フォン・シュエンルイは良い知らせを受け、上官 玥とラブラブしていた。誰かが報告に来た。「殿下、姫様、清国公府の貴公子、上官 ウェイが面会を求めております。」
フォン・シュエンルイは上官 玥を見た。「曹操って言ったら、曹操が来たね。お兄様は罪を認めに来たんだろう。会う?」
上官 玥は笑った。「子供の頃から今まで、一度も私に構ってくれなかったくせに。面白いから会ってみようかな。最近、ちょっとは大人になったのか、興味あるし。」
フォン・シュエンルイも笑った。「じゃあ、通せ。」
話しているうちに、上官 ウェイが怒りながら入ってきた。「フォン・シュエンルイ、犬を叩くなら主人を見ろって言うだろ! うちの清国公府の人をこんな風に殴るってどういうことだ!」
上官 ウェイが怒鳴るのを待って、「お前は何者だ? 俺の君主の名前を呼ぶなんて、生意気な。」
「別にいいよ。」 フォン・シュエンルイはニコニコしながら言った。「彼は俺の義理の兄なんだ。最初の失礼は許してあげよう。」
笑顔で上官 ウェイに挨拶。「義兄上はそんなに怒ってるけど、誰がおちょくったんだ? 話を聞かせてくれよ。義兄上のために怒りを晴らしてやるよ。」
「とぼけるな。」 上官 ウェイはフォン・シュエンルイの態度を自分への媚びと解釈し、怒りがふっと消えて、無造作に椅子に座った。

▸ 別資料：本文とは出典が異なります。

//! carewizard-server - HTTP host for the registration and booking wizards
//!
//! Keeps wizard sessions in memory and submits them to the clinic backend.

pub mod config;
pub mod handlers;
pub mod sessions;

use axum::{
    http::Method,
    routing::{get, post, put},
    Router,
};
use carewizard_core::TracingNotifier;
use carewizard_remote::HttpClinicApi;
use std::sync::Arc;
use std::time::Duration;
use tower_http::{
    cors::{Any, CorsLayer},
    limit::RequestBodyLimitLayer,
    trace::TraceLayer,
};

use crate::sessions::SessionStore;

/// Application state
pub struct AppState {
    pub config: config::ServerConfig,
    pub api: HttpClinicApi,
    pub sessions: SessionStore,
    pub notifier: TracingNotifier,
}

impl AppState {
    pub fn new(config: config::ServerConfig) -> carewizard_remote::Result<Self> {
        let api = HttpClinicApi::new(&config.api.base_url, config.api.token.clone())?;
        let sessions = SessionStore::new(config.wizard.session_ttl());
        Ok(Self {
            config,
            api,
            sessions,
            notifier: TracingNotifier,
        })
    }
}

/// Periodically drop idle wizard sessions.
pub fn spawn_session_sweeper(state: Arc<AppState>) -> tokio::task::JoinHandle<()> {
    let period = state.sessions.ttl().max(Duration::from_secs(1));
    tokio::spawn(async move {
        let mut interval = tokio::time::interval(period);
        interval.tick().await;
        loop {
            interval.tick().await;
            state.sessions.sweep().await;
        }
    })
}

/// Build the application router with all routes and middleware
pub fn build_router(state: Arc<AppState>) -> Router {
    let cors = CorsLayer::new()
        .allow_origin(Any)
        .allow_methods([
            Method::GET,
            Method::POST,
            Method::PUT,
            Method::DELETE,
            Method::OPTIONS,
        ])
        .allow_headers(Any);

    Router::new()
        .route("/health", get(handlers::health_check))
        .route("/flows", get(handlers::flows::list_flows))
        // Wizard sessions
        .route("/wizards", post(handlers::wizards::create_wizard))
        .route(
            "/wizards/{id}",
            get(handlers::wizards::get_wizard).delete(handlers::wizards::delete_wizard),
        )
        .route("/wizards/{id}/fields/{key}", put(handlers::wizards::set_field))
        .route("/wizards/{id}/fields/{key}/items", post(handlers::wizards::add_item))
        .route(
            "/wizards/{id}/fields/{key}/items/{index}",
            axum::routing::delete(handlers::wizards::remove_item),
        )
        .route("/wizards/{id}/advance", post(handlers::wizards::advance))
        .route("/wizards/{id}/retreat", post(handlers::wizards::retreat))
        .route("/wizards/{id}/jump/{step}", post(handlers::wizards::jump))
        .route("/wizards/{id}/booking", post(handlers::wizards::start_booking))
        // Dashboard derivations
        .route("/dashboard/patients", post(handlers::dashboard::my_patients))
        .route("/dashboard/reviews", post(handlers::dashboard::reviews))
        // Middleware
        .layer(RequestBodyLimitLayer::new(1024 * 1024)) // 1MB
        .layer(cors)
        .layer(TraceLayer::new_for_http())
        .with_state(state)
}
#![allow(
    clippy::unwrap_used,
    clippy::expect_used,
    clippy::panic,
    clippy::todo,
    clippy::unimplemented,
    clippy::indexing_slicing
)]
//! Readiness coordinator tests on a paused clock.
//!
//! With the default config a tick is one second, the countdown is 30 ticks
//! and the grace period 3 ticks.

mod common;

use std::time::Duration;

use room_sync_client::protocol::{ClientFrame, ResultsReadyPayload};
use room_sync_client::readiness::ReadinessPhase;
use room_sync_client::{Advance, AdvanceReason, ReadinessConfig, ReadinessCoordinator};
use tokio::sync::mpsc;
use tokio::time::{sleep, Instant};

use common::{init_tracing, RecordingSink};

fn start(sink: &RecordingSink) -> (ReadinessCoordinator, mpsc::Receiver<Advance>) {
    init_tracing();
    ReadinessCoordinator::start(sink.clone(), ReadinessConfig::default())
}

fn assert_elapsed(start: Instant, expected: Duration) {
    let elapsed = start.elapsed();
    assert!(
        elapsed >= expected && elapsed < expected + Duration::from_millis(50),
        "elapsed {elapsed:?}, expected {expected:?}"
    );
}

fn signal(round: u32) -> ClientFrame {
    ClientFrame::ResultsReady(ResultsReadyPayload::signal(round))
}

fn peer(round: u32, player: &str, ready: bool) -> ResultsReadyPayload {
    ResultsReadyPayload {
        player_id: Some(player.into()),
        ready,
        ..ResultsReadyPayload::signal(round)
    }
}

#[tokio::test(start_paused = true)]
async fn two_players_reach_quorum_before_countdown() {
    let sink = RecordingSink::accepting();
    let (coordinator, mut advances) = start(&sink);
    let began = Instant::now();

    coordinator.observe_roster(2);
    coordinator.enter_round(1);
    coordinator.mark_ready();
    sleep(Duration::from_millis(10)).await;

    assert_eq!(sink.frames(), vec![signal(1)]);
    let status = coordinator.status();
    assert_eq!(status.phase, ReadinessPhase::SignalSent);
    assert_eq!(status.expected_participants, 2);
    assert_eq!(status.countdown_remaining, 30);

    coordinator.observe_results_ready(ResultsReadyPayload::aggregate(1, 1, 2));
    coordinator.observe_results_ready(ResultsReadyPayload::aggregate(1, 2, 2));

    let advance = advances.recv().await.unwrap();
    assert_eq!(
        advance,
        Advance {
            round: 1,
            reason: AdvanceReason::Quorum
        }
    );
    assert!(began.elapsed() < Duration::from_secs(1));

    sleep(Duration::from_millis(10)).await;
    let status = coordinator.status();
    assert!(status.advanced);
    assert_eq!(status.phase, ReadinessPhase::Advanced);
    assert_eq!(status.server_ready_count, 2);
}

#[tokio::test(start_paused = true)]
async fn per_player_signals_reach_quorum_without_counts() {
    let sink = RecordingSink::accepting();
    let (coordinator, mut advances) = start(&sink);

    coordinator.observe_roster(2);
    coordinator.enter_round(1);
    coordinator.mark_ready();
    coordinator.observe_results_ready(peer(1, "p1", true));
    coordinator.observe_results_ready(peer(1, "p1", true));
    sleep(Duration::from_millis(10)).await;

    assert!(advances.try_recv().is_err());
    assert_eq!(coordinator.status().server_ready_count, 1);

    coordinator.observe_results_ready(peer(1, "p2", true));
    assert_eq!(
        advances.recv().await.unwrap(),
        Advance {
            round: 1,
            reason: AdvanceReason::Quorum
        }
    );
}

#[tokio::test(start_paused = true)]
async fn reset_forgets_the_round_and_its_countdown() {
    let sink = RecordingSink::refusing();
    let (coordinator, mut advances) = start(&sink);
    let began = Instant::now();

    coordinator.enter_round(1);
    sleep(Duration::from_secs(10)).await;
    coordinator.reset();
    sleep(Duration::from_millis(10)).await;
    assert_eq!(coordinator.status().round_number, None);

    // The same round number counts as new after a reset.
    coordinator.enter_round(1);
    let advance = advances.recv().await.unwrap();
    assert_eq!(advance.round, 1);
    assert_elapsed(began, Duration::from_secs(40));
}

#[tokio::test(start_paused = true)]
async fn dead_connection_falls_back_locally_when_countdown_expires() {
    let sink = RecordingSink::refusing();
    let (coordinator, mut advances) = start(&sink);
    let began = Instant::now();

    coordinator.observe_roster(2);
    coordinator.enter_round(1);

    let advance = advances.recv().await.unwrap();
    assert_eq!(advance.reason, AdvanceReason::LocalFallback);
    assert_eq!(advance.round, 1);
    assert_elapsed(began, Duration::from_secs(30));

    // The forced signal was attempted once.
    assert_eq!(sink.frames(), vec![signal(1)]);
}

#[tokio::test(start_paused = true)]
async fn silent_relay_advances_after_grace_period() {
    let sink = RecordingSink::accepting();
    let (coordinator, mut advances) = start(&sink);
    let began = Instant::now();

    coordinator.observe_roster(2);
    coordinator.enter_round(1);

    sleep(Duration::from_secs(31)).await;
    let status = coordinator.status();
    assert_eq!(status.phase, ReadinessPhase::SignalSent);
    assert!(status.grace_active);
    assert_eq!(status.countdown_remaining, 0);
    assert_eq!(sink.frames(), vec![signal(1)]);

    let advance = advances.recv().await.unwrap();
    assert_eq!(advance.reason, AdvanceReason::GracePeriod);
    assert_elapsed(began, Duration::from_secs(33));
}

#[tokio::test(start_paused = true)]
async fn a_round_advances_at_most_once() {
    let sink = RecordingSink::accepting();
    let (coordinator, mut advances) = start(&sink);

    coordinator.observe_roster(1);
    coordinator.enter_round(1);
    coordinator.mark_ready();
    coordinator.observe_results_ready(ResultsReadyPayload::aggregate(1, 1, 1));
    assert_eq!(advances.recv().await.unwrap().reason, AdvanceReason::Quorum);

    // Duplicates, late readiness and the old countdown change nothing.
    coordinator.observe_results_ready(ResultsReadyPayload::aggregate(1, 1, 1));
    coordinator.mark_ready();
    sleep(Duration::from_secs(60)).await;

    assert!(advances.try_recv().is_err());
    assert_eq!(sink.frames(), vec![signal(1)]);
}

#[tokio::test(start_paused = true)]
async fn aggregates_for_other_rounds_are_ignored() {
    let sink = RecordingSink::accepting();
    let (coordinator, mut advances) = start(&sink);

    coordinator.observe_roster(2);
    coordinator.enter_round(2);
    coordinator.mark_ready();
    coordinator.observe_results_ready(ResultsReadyPayload::aggregate(1, 5, 2));
    sleep(Duration::from_secs(5)).await;

    assert!(advances.try_recv().is_err());
    assert_eq!(coordinator.status().server_ready_count, 0);
    assert_eq!(coordinator.status().round_number, Some(2));
}

#[tokio::test(start_paused = true)]
async fn entering_a_new_round_restarts_the_countdown() {
    let sink = RecordingSink::refusing();
    let (coordinator, mut advances) = start(&sink);
    let began = Instant::now();

    coordinator.enter_round(1);
    sleep(Duration::from_secs(10)).await;
    coordinator.enter_round(2);
    sleep(Duration::from_millis(10)).await;

    let status = coordinator.status();
    assert_eq!(status.round_number, Some(2));
    assert_eq!(status.countdown_remaining, 30);
    assert_eq!(status.phase, ReadinessPhase::Idle);

    let advance = advances.recv().await.unwrap();
    assert_eq!(advance.round, 2);
    assert_elapsed(began, Duration::from_secs(40));
}

#[tokio::test(start_paused = true)]
async fn re_entering_the_current_round_changes_nothing() {
    let sink = RecordingSink::refusing();
    let (coordinator, mut advances) = start(&sink);
    let began = Instant::now();

    coordinator.enter_round(1);
    sleep(Duration::from_secs(10)).await;
    coordinator.enter_round(1);

    let advance = advances.recv().await.unwrap();
    assert_eq!(advance.round, 1);
    assert_elapsed(began, Duration::from_secs(30));
}

#[tokio::test(start_paused = true)]
async fn submissions_raise_the_expected_count() {
    let sink = RecordingSink::accepting();
    let (coordinator, mut advances) = start(&sink);

    coordinator.observe_roster(2);
    coordinator.enter_round(1);
    coordinator.observe_submissions(1, 3);
    coordinator.mark_ready();
    coordinator.observe_results_ready(ResultsReadyPayload::aggregate(1, 2, 2));
    sleep(Duration::from_millis(10)).await;

    // Three players submitted, only two are ready.
    assert!(advances.try_recv().is_err());
    assert_eq!(coordinator.status().expected_participants, 3);

    coordinator.observe_results_ready(ResultsReadyPayload::aggregate(1, 3, 3));
    assert_eq!(advances.recv().await.unwrap().reason, AdvanceReason::Quorum);
}

#[tokio::test(start_paused = true)]
async fn shutdown_stops_the_countdown() {
    let sink = RecordingSink::refusing();
    let (mut coordinator, mut advances) = start(&sink);

    coordinator.enter_round(1);
    coordinator.shutdown().await;

    assert!(advances.recv().await.is_none());
    assert!(sink.frames().is_empty());
}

「俺が何のために来たのか分かってるだろ? さあ言え、この件、どうやってケリをつける?」
フォン・シュエンルイは開き直って、「お前とケリをつける? 俺は今、ちゃんと聞いてるのか?」
上官 ウェイはフォン・シュエンルイのシラを切る態度に怒ってしまった。「暗殺者を隠蔽して、清国公府の人をこんなに怪我させたんだ。この件を今、ケリをつけないで、いつケリをつけるんだ。」
「待て!」 フォン・シュエンルイは顔色を変え、鼻から息を吐き出した。「上官 ウェイ、俺はお前に顔を立ててやったのに、お前は金王府を好き勝手にできる場所だと思ってるのか?」
上官 ウェイはその威圧感に驚いてしまった。「お、お前、そんな態度を取るなよ。ここは皇帝の足元で、帝都の中心だぞ。」
「ここが皇帝の足元だってことも知ってるんだな。」 上官 玥は冷たく言った。「上官 ウェイ、お前の前に立っているのは、皇帝から直接封じられた金王だ。義理の兄を敬わないのは構わないが、小僧ごとき秘書官が、宮廷で君主にケリをつけようとする資格があるのか? 自分も死ぬだろうし、宰相であるお前の父親でさえお前を救えないだろう。」
「父上のことは言うな!」 上官 ウェイの声が落ちた。「姉上、あなたも父上の娘でしょう。なんで暗殺者と共謀して父上を殺そうとしたり、部外者と組んで家の人を重傷にさせたりするんだ?」
「自分が何を言ってるのか分かってるのか?」 上官 玥の声はかすかに聞こえた。「皇子と姫を中傷する結果がどうなるか、知ってるか?」
「中傷なんかじゃない、証拠があるんだ!」 上官 ウェイはまだ首をひねりながら大声で言ったが、話す自信はなさそうだった。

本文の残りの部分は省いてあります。